[What you are asked to do] Read through the material below and copy each line in which the word "true" occurs.

---*---

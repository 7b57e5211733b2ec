use std::path::PathBuf;

use clap::{Parser, Subcommand};

#[derive(Parser, Debug)]
#[command(version, about = "Render HTML select lists")]
pub struct Cli {
    /// Enable debug logging on stderr
    #[arg(long, short, global = true)]
    pub verbose: bool,

    #[command(subcommand)]
    pub command: Command,
}

#[derive(Subcommand, Debug, PartialEq)]
pub enum Command {
    /// Render select lists described by YAML files
    Render {
        /// Files holding one config or a list of configs
        #[arg(required = true)]
        files: Vec<PathBuf>,
    },

    /// Print the colour picker example
    Demo,
}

---*---

[Solution to this problem]
    #[arg(long, short, global = true)]
        #[arg(required = true)]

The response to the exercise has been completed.